━━━━━ Data records ━━━━━

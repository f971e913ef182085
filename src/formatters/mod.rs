// ABOUTME: Output format abstraction for rendering parsed workouts
// ABOUTME: Supports a human-readable text preview (default) and JSON
//
// SPDX-License-Identifier: MIT OR Apache-2.0
// Copyright (c) 2025 Pierre Fitness Intelligence

//! Output Format Abstraction Layer
//!
//! ## Supported Formats
//!
//! - **Text**: numbered preview with repeat groups indented, for terminals
//! - **JSON**: the serde representation of the workout, for scripts
//!
//! ## Usage
//!
//! ```rust,no_run
//! use garmin_workout_creator::formatters::{format_workout, OutputFormat};
//! use garmin_workout_creator::parser;
//!
//! if let Ok(workout) = parser::parse("1km warmup, 3x 400m @ 4:30 + 90s rest") {
//!     if let Ok(output) = format_workout(&workout, "Track", OutputFormat::Text) {
//!         println!("{}", output.data);
//!     }
//! }
//! ```

/// Canonical text rendering that parses back to the same workout
pub mod canonical;
/// Structured preview lines
pub mod preview;

pub use canonical::to_canonical_text;
pub use preview::{preview_lines, render_preview, PreviewLine};

use std::fmt;

use clap::ValueEnum;
use workout_core::models::Workout;

/// Output serialization format selector
///
/// Derives `ValueEnum` so the CLI rejects unknown format names.
#[derive(Debug, Clone, Copy, PartialEq, Eq, Default, ValueEnum)]
pub enum OutputFormat {
    /// Text preview (default)
    #[default]
    Text,
    /// Pretty-printed JSON
    Json,
}

impl OutputFormat {
    /// Get the MIME content type for this format
    #[must_use]
    pub const fn content_type(&self) -> &'static str {
        match self {
            Self::Text => "text/plain",
            Self::Json => "application/json",
        }
    }

    /// Get the format name as a string
    #[must_use]
    pub const fn as_str(&self) -> &'static str {
        match self {
            Self::Text => "text",
            Self::Json => "json",
        }
    }
}

impl fmt::Display for OutputFormat {
    fn fmt(&self, f: &mut fmt::Formatter<'_>) -> fmt::Result {
        write!(f, "{}", self.as_str())
    }
}

/// Formatted output containing the rendered workout and metadata
#[derive(Debug, Clone)]
pub struct FormattedOutput {
    /// The rendered workout
    pub data: String,
    /// The format used for rendering
    pub format: OutputFormat,
    /// The MIME content type
    pub content_type: &'static str,
}

/// Error type for formatting operations
#[derive(Debug, Clone)]
pub struct FormatError {
    /// Error message describing what went wrong
    pub message: String,
    /// The format that was being used when the error occurred
    pub format: OutputFormat,
}

impl fmt::Display for FormatError {
    fn fmt(&self, f: &mut fmt::Formatter<'_>) -> fmt::Result {
        write!(f, "Format error ({}): {}", self.format, self.message)
    }
}

impl std::error::Error for FormatError {}

/// Render a workout in the requested format
///
/// The text format starts with the workout summary line and is followed by
/// the numbered preview. The JSON format is the serde form of the workout.
///
/// # Errors
/// Returns `FormatError` if JSON serialization fails
pub fn format_workout(
    workout: &Workout,
    name: &str,
    format: OutputFormat,
) -> Result<FormattedOutput, FormatError> {
    let data = match format {
        OutputFormat::Text => format!("{}\n{}", workout.summary(name), render_preview(workout)),
        OutputFormat::Json => serde_json::to_string_pretty(workout).map_err(|e| FormatError {
            message: e.to_string(),
            format,
        })?,
    };

    Ok(FormattedOutput {
        data,
        format,
        content_type: format.content_type(),
    })
}

#[cfg(test)]
mod tests {
    use super::*;

    #[test]
    fn test_format_names() {
        assert_eq!(OutputFormat::from_str("JSON", true), Ok(OutputFormat::Json));
        assert_eq!(OutputFormat::from_str("text", false), Ok(OutputFormat::Text));
        assert!(OutputFormat::from_str("jsno", true).is_err());
        for format in OutputFormat::value_variants() {
            assert_eq!(OutputFormat::from_str(format.as_str(), false), Ok(*format));
        }
    }

    #[test]
    fn test_content_types() {
        assert_eq!(OutputFormat::Json.content_type(), "application/json");
        assert_eq!(OutputFormat::Text.to_string(), "text");
    }
}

━━━━━

Say how many lines in the entries contain the string "formatters", and say nothing else.

> **Task response**: 2